Help you Live Longer: Research has shown that social connections not only impact your mental health, but your physical well-being as well. A review of 148 studies (308,849 participants) indicated that the individuals with stronger social relationships had a 50% increased likelihood of survival. This remained true across a number of factors, including age, sex, initial health status, and cause of death.

Decrease your Risk of Suicide: There are a variety of factors that can either increase or decrease your risk for suicide. Boost your chances of staying safe by raising your level of connectedness, which the Center for Disease Control (CDC) defines as “The degree to which a person or group is socially close, interrelated or shares resources with other persons or groups.” Relationships can play a crucial role in protecting a person against suicidal thoughts and behaviors.


Today’s Positive Thought ~ Give It Your Best

Start where you are. Use what you have. Do what you can (Arthur Ashe).

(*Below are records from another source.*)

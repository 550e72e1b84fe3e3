use axum::{
    extract::{Path, Query, State},
    response::Json,
    routing::{get, post},
    Router,
};
use uuid::Uuid;
use validator::Validate;

use crate::errors::AppError;
use crate::middleware::AuthUser;
use crate::models::{HistoryQuery, LocationSample, LocationUpdateRequest, ProximityAlert};
use crate::services::{location, proximity};
use crate::AppState;

/// Task-scoped tracking routes, nested under /api/tasks.
pub fn router() -> Router<AppState> {
    Router::new()
        .route("/:task_id/location", post(ingest_location))
        .route("/:task_id/location/latest", get(latest_location))
        .route("/:task_id/location/history", get(location_history))
        .route("/:task_id/alerts", get(list_alerts))
}

/// Alert-scoped routes, nested under /api/alerts.
pub fn alerts_router() -> Router<AppState> {
    Router::new().route("/:alert_id/acknowledge", post(acknowledge_alert))
}

async fn ingest_location(
    State(state): State<AppState>,
    AuthUser(caller): AuthUser,
    Path(task_id): Path<Uuid>,
    Json(payload): Json<LocationUpdateRequest>,
) -> Result<Json<LocationSample>, AppError> {
    payload
        .validate()
        .map_err(|e| AppError::BadRequest(format!("Validation error: {}", e)))?;

    let sample = location::ingest(&state.db, &state.events, caller, task_id, payload).await?;
    Ok(Json(sample))
}

async fn latest_location(
    State(state): State<AppState>,
    AuthUser(caller): AuthUser,
    Path(task_id): Path<Uuid>,
) -> Result<Json<Option<LocationSample>>, AppError> {
    let sample = location::latest_location(&state.db, caller, task_id).await?;
    Ok(Json(sample))
}

async fn location_history(
    State(state): State<AppState>,
    AuthUser(caller): AuthUser,
    Path(task_id): Path<Uuid>,
    Query(query): Query<HistoryQuery>,
) -> Result<Json<Vec<LocationSample>>, AppError> {
    let samples =
        location::location_history(&state.db, caller, task_id, query.limit).await?;
    Ok(Json(samples))
}

async fn list_alerts(
    State(state): State<AppState>,
    AuthUser(caller): AuthUser,
    Path(task_id): Path<Uuid>,
) -> Result<Json<Vec<ProximityAlert>>, AppError> {
    let alerts = proximity::list_alerts(&state.db, caller, task_id).await?;
    Ok(Json(alerts))
}

async fn acknowledge_alert(
    State(state): State<AppState>,
    AuthUser(caller): AuthUser,
    Path(alert_id): Path<Uuid>,
) -> Result<Json<ProximityAlert>, AppError> {
    let alert = proximity::acknowledge_alert(&state.db, caller, alert_id).await?;
    Ok(Json(alert))
}
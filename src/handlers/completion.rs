use axum::{
    extract::{Path, State},
    response::Json,
    routing::{get, post},
    Router,
};
use uuid::Uuid;

use crate::errors::AppError;
use crate::middleware::AuthUser;
use crate::models::{CompletionCode, RedeemCodeRequest, RedeemCodeResponse};
use crate::services::completion;
use crate::AppState;

pub fn router() -> Router<AppState> {
    Router::new()
        .route(
            "/:task_id/completion-code",
            post(generate_code).get(get_active_code),
        )
        .route("/:task_id/complete", post(redeem_code))
}

async fn generate_code(
    State(state): State<AppState>,
    AuthUser(caller): AuthUser,
    Path(task_id): Path<Uuid>,
) -> Result<Json<CompletionCode>, AppError> {
    let code = completion::generate(&state.db, &state.events, caller, task_id).await?;
    Ok(Json(code))
}

async fn get_active_code(
    State(state): State<AppState>,
    AuthUser(caller): AuthUser,
    Path(task_id): Path<Uuid>,
) -> Result<Json<CompletionCode>, AppError> {
    completion::active_code(&state.db, caller, task_id)
        .await?
        .map(Json)
        .ok_or_else(|| AppError::NotFound("no active completion code".to_string()))
}

async fn redeem_code(
    State(state): State<AppState>,
    AuthUser(caller): AuthUser,
    Path(task_id): Path<Uuid>,
    Json(payload): Json<RedeemCodeRequest>,
) -> Result<Json<RedeemCodeResponse>, AppError> {
    let success =
        completion::redeem(&state.db, &state.events, caller, task_id, &payload.code).await?;
    Ok(Json(RedeemCodeResponse { success }))
}
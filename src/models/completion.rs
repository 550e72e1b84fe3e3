use chrono::{DateTime, Utc};
use serde::{Deserialize, Serialize};
use sqlx::FromRow;
use uuid::Uuid;

/// A short-lived shared secret authorizing task completion. Used and
/// expired rows are kept for audit.
#[derive(Debug, Clone, Serialize, Deserialize, FromRow)]
pub struct CompletionCode {
    pub id: Uuid,
    pub task_id: Uuid,
    pub code: String,
    pub generated_at: DateTime<Utc>,
    pub expires_at: DateTime<Utc>,
    pub is_used: bool,
    pub used_at: Option<DateTime<Utc>>,
}

#[derive(Debug, Serialize, Deserialize)]
pub struct RedeemCodeRequest {
    pub code: String,
}

#[derive(Debug, Serialize)]
pub struct RedeemCodeResponse {
    pub success: bool,
}
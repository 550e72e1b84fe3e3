use governor::{clock::DefaultClock, state::keyed::DefaultKeyedStateStore, Quota, RateLimiter};
use std::num::NonZeroU32;
use std::sync::OnceLock;
use uuid::Uuid;

use crate::errors::{AppError, Result};

/// Redemption attempts allowed per (task, caller) pair per minute. The
/// 6-character code space only holds up against guessing because this
/// throttle exists; resize the code if you loosen it.
const REDEEM_ATTEMPTS_PER_MINUTE: u32 = 10;

type RedeemLimiter =
    RateLimiter<(Uuid, Uuid), DefaultKeyedStateStore<(Uuid, Uuid)>, DefaultClock>;

static REDEEM_LIMITER: OnceLock<RedeemLimiter> = OnceLock::new();

fn redeem_limiter() -> &'static RedeemLimiter {
    REDEEM_LIMITER.get_or_init(|| {
        let quota = NonZeroU32::new(REDEEM_ATTEMPTS_PER_MINUTE)
            .expect("redeem quota must be non-zero");
        RateLimiter::keyed(Quota::per_minute(quota))
    })
}

/// Gate a completion-code redemption attempt.
pub fn check_redeem_attempt(task_id: Uuid, caller: Uuid) -> Result<()> {
    redeem_limiter()
        .check_key(&(task_id, caller))
        .map_err(|_| AppError::RateLimited)
}

/// Drop per-key state that has fully replenished. Without this the key
/// store grows by one entry per (task, caller) pair for the life of the
/// process; a housekeeping task calls it periodically.
pub fn prune_stale_keys() {
    if let Some(limiter) = REDEEM_LIMITER.get() {
        limiter.retain_recent();
        limiter.shrink_to_fit();
    }
}
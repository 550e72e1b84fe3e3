use crate::errors::{AppError, Result};

/// Mean Earth radius in meters.
const EARTH_RADIUS_M: f64 = 6_371_000.0;

/// Reject coordinates outside the valid degree ranges.
pub fn validate_coordinate(latitude: f64, longitude: f64) -> Result<()> {
    if !latitude.is_finite()
        || !longitude.is_finite()
        || !(-90.0..=90.0).contains(&latitude)
        || !(-180.0..=180.0).contains(&longitude)
    {
        return Err(AppError::InvalidCoordinate { latitude, longitude });
    }
    Ok(())
}

/// Great-circle distance in meters between two points, via the haversine
/// formula. Accurate to within a few meters at pedestrian scale, which is
/// all the proximity alerting needs.
pub fn distance_meters(lat1: f64, lon1: f64, lat2: f64, lon2: f64) -> Result<f64> {
    validate_coordinate(lat1, lon1)?;
    validate_coordinate(lat2, lon2)?;

    let phi1 = lat1.to_radians();
    let phi2 = lat2.to_radians();
    let d_phi = (lat2 - lat1).to_radians();
    let d_lambda = (lon2 - lon1).to_radians();

    let a = (d_phi / 2.0).sin().powi(2)
        + phi1.cos() * phi2.cos() * (d_lambda / 2.0).sin().powi(2);
    let c = 2.0 * a.sqrt().atan2((1.0 - a).sqrt());

    Ok(EARTH_RADIUS_M * c)
}
pub mod database;
pub mod errors;
pub mod events;
pub mod geo;
pub mod handlers;
pub mod middleware;
pub mod models;
pub mod ratelimit;
pub mod services;

use sqlx::PgPool;

#[derive(Clone)]
pub struct AppState {
    pub db: PgPool,
    pub events: events::EventBus,
}
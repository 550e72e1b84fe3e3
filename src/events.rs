use chrono::{DateTime, Utc};
use serde::Serialize;
use tokio::sync::broadcast;
use uuid::Uuid;

/// Domain events emitted by the tracking core. A presentation layer
/// (SSE stream, toast surface) decides how to render them; the core
/// never formats user-facing text.
#[derive(Debug, Clone, Serialize)]
#[serde(tag = "type", rename_all = "snake_case")]
pub enum TaskEvent {
    LocationUpdate {
        task_id: Uuid,
        latitude: f64,
        longitude: f64,
        recorded_at: DateTime<Utc>,
    },
    ProximityAlert {
        task_id: Uuid,
        alert_id: Uuid,
        distance_meters: f64,
    },
    CodeGenerated {
        task_id: Uuid,
        expires_at: DateTime<Utc>,
    },
    CodeRedeemed {
        task_id: Uuid,
    },
}

impl TaskEvent {
    pub fn task_id(&self) -> Uuid {
        match self {
            TaskEvent::LocationUpdate { task_id, .. }
            | TaskEvent::ProximityAlert { task_id, .. }
            | TaskEvent::CodeGenerated { task_id, .. }
            | TaskEvent::CodeRedeemed { task_id } => *task_id,
        }
    }
}

const EVENT_CHANNEL_CAPACITY: usize = 256;

/// In-process fan-out of task events over a tokio broadcast channel,
/// standing in for the hosted backend's realtime change feed.
#[derive(Clone)]
pub struct EventBus {
    tx: broadcast::Sender<TaskEvent>,
}

impl EventBus {
    pub fn new() -> Self {
        let (tx, _) = broadcast::channel(EVENT_CHANNEL_CAPACITY);
        Self { tx }
    }

    /// Send errors only mean nobody is subscribed, which is fine.
    pub fn publish(&self, event: TaskEvent) {
        let _ = self.tx.send(event);
    }

    pub fn subscribe(&self) -> broadcast::Receiver<TaskEvent> {
        self.tx.subscribe()
    }
}

impl Default for EventBus {
    fn default() -> Self {
        Self::new()
    }
}
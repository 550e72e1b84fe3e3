use axum::{
    http::StatusCode,
    response::Json,
    routing::get,
    Router,
};
use std::net::SocketAddr;
use tower::ServiceBuilder;
use tower_http::{
    cors::{Any, CorsLayer},
    trace::TraceLayer,
};
use tracing::{info, warn, Level};
use tracing_subscriber::EnvFilter;

use runam_backend::events::EventBus;
use runam_backend::handlers::{admin, completion, events, location, tasks};
use runam_backend::{database, ratelimit, AppState};

#[tokio::main]
async fn main() -> anyhow::Result<()> {
    // Initialize tracing with reduced SQL verbosity
    tracing_subscriber::fmt()
        .with_max_level(Level::INFO)
        .with_env_filter(EnvFilter::new("runam_backend=info,sqlx=warn,info"))
        .init();

    // Load environment variables
    dotenvy::dotenv().ok();

    let database_url = std::env::var("DATABASE_URL").expect("DATABASE_URL must be set");

    let pool = database::create_pool(&database_url)
        .await
        .expect("Failed to connect to PostgreSQL");

    // Run migrations with better error handling (can be disabled via env var)
    let skip_migrations = std::env::var("SKIP_MIGRATIONS")
        .map(|v| v.to_lowercase() == "true" || v == "1")
        .unwrap_or(false);

    if skip_migrations {
        warn!("⚠️ Skipping migrations due to SKIP_MIGRATIONS=true");
    } else {
        match sqlx::migrate!("./migrations").run(&pool).await {
            Ok(_) => info!("✅ Migrations completed successfully"),
            Err(sqlx::migrate::MigrateError::VersionMismatch(version)) => {
                warn!("⚠️  Migration version mismatch: {}", version);
                warn!("Database has different migration state than expected");
            }
            Err(e) => {
                warn!("❌ Failed to run migrations: {}", e);
                warn!("Continuing without migrations (set SKIP_MIGRATIONS=true to suppress this warning)");
            }
        }
    }

    let state = AppState {
        db: pool,
        events: EventBus::new(),
    };

    // Housekeeping: drop replenished entries from the redemption
    // limiter's key store so it doesn't grow unbounded.
    tokio::spawn(async {
        let mut interval = tokio::time::interval(std::time::Duration::from_secs(300));
        loop {
            interval.tick().await;
            ratelimit::prune_stale_keys();
        }
    });

    // Configure CORS - permissive for development, origin list for production
    let is_development = std::env::var("DEBUG_MODE").unwrap_or_default() == "true";

    let cors = if is_development {
        info!("🔓 Development mode: Using permissive CORS");
        CorsLayer::new().allow_origin(Any).allow_credentials(false)
    } else {
        let allowed_origins = std::env::var("ALLOWED_ORIGINS")
            .unwrap_or_else(|_| "https://runam.app,https://www.runam.app".to_string());

        let origins: Result<Vec<_>, _> = allowed_origins
            .split(',')
            .map(|origin| origin.trim().parse())
            .collect();

        match origins {
            Ok(parsed_origins) => {
                info!("🔒 Production mode: CORS configured for origins: {}", allowed_origins);
                CorsLayer::new()
                    .allow_origin(parsed_origins)
                    .allow_credentials(true)
            }
            Err(e) => {
                warn!("⚠️ Failed to parse ALLOWED_ORIGINS ({}), denying cross-origin requests", e);
                CorsLayer::new()
            }
        }
    }
    .allow_methods([
        axum::http::Method::GET,
        axum::http::Method::POST,
        axum::http::Method::PUT,
        axum::http::Method::OPTIONS,
    ])
    .allow_headers([
        axum::http::header::CONTENT_TYPE,
        axum::http::header::AUTHORIZATION,
        axum::http::header::ACCEPT,
        "X-User-Id".parse().expect("valid header name"),
    ]);

    let app = Router::new()
        .route("/api/health", get(health_check))
        .nest("/api/tasks", tasks::router())
        .nest("/api/tasks", location::router())
        .nest("/api/tasks", completion::router())
        .nest("/api/tasks", events::router())
        .nest("/api/alerts", location::alerts_router())
        .nest("/api/admin", admin::router())
        .layer(
            ServiceBuilder::new()
                .layer(TraceLayer::new_for_http())
                .layer(cors),
        )
        .with_state(state);

    let host = std::env::var("HOST").unwrap_or_else(|_| "127.0.0.1".to_string());
    let port = std::env::var("PORT")
        .unwrap_or_else(|_| "3001".to_string())
        .parse::<u16>()
        .expect("PORT must be a valid number");

    let addr: SocketAddr = format!("{host}:{port}").parse()?;

    info!("🚀 Server starting on http://{}", addr);

    let listener = tokio::net::TcpListener::bind(addr).await?;
    axum::serve(listener, app.into_make_service()).await?;

    Ok(())
}

async fn health_check() -> Result<Json<serde_json::Value>, StatusCode> {
    Ok(Json(serde_json::json!({
        "status": "healthy",
        "service": "runam-backend",
        "timestamp": chrono::Utc::now(),
        "version": "1.0.0",
        "endpoints": {
            "tasks": "/api/tasks",
            "tracking": "/api/tasks/:id/location",
            "alerts": "/api/tasks/:id/alerts",
            "completion": "/api/tasks/:id/completion-code",
            "admin": "/api/admin/settings",
            "health": "/api/health"
        }
    })))
}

The starting line is not equal. Wherever you are on the starting line focus on the finish line. Ignore everything and everyone else. Don’t look back or to the side. Give it your best effort, don’t quit. 

Today’s Photo ~ Spring, the Season of Hope





I love spring. I always have. It’s the season of new life, new dreams, and hope. Spring returns next month. I’ve already seen signs pointing toward an early spring. Robins have appeared. A red bud tree in the neighborhood is starting to show signs of new life. Yes, winter is still hanging on, but it won’t be for long.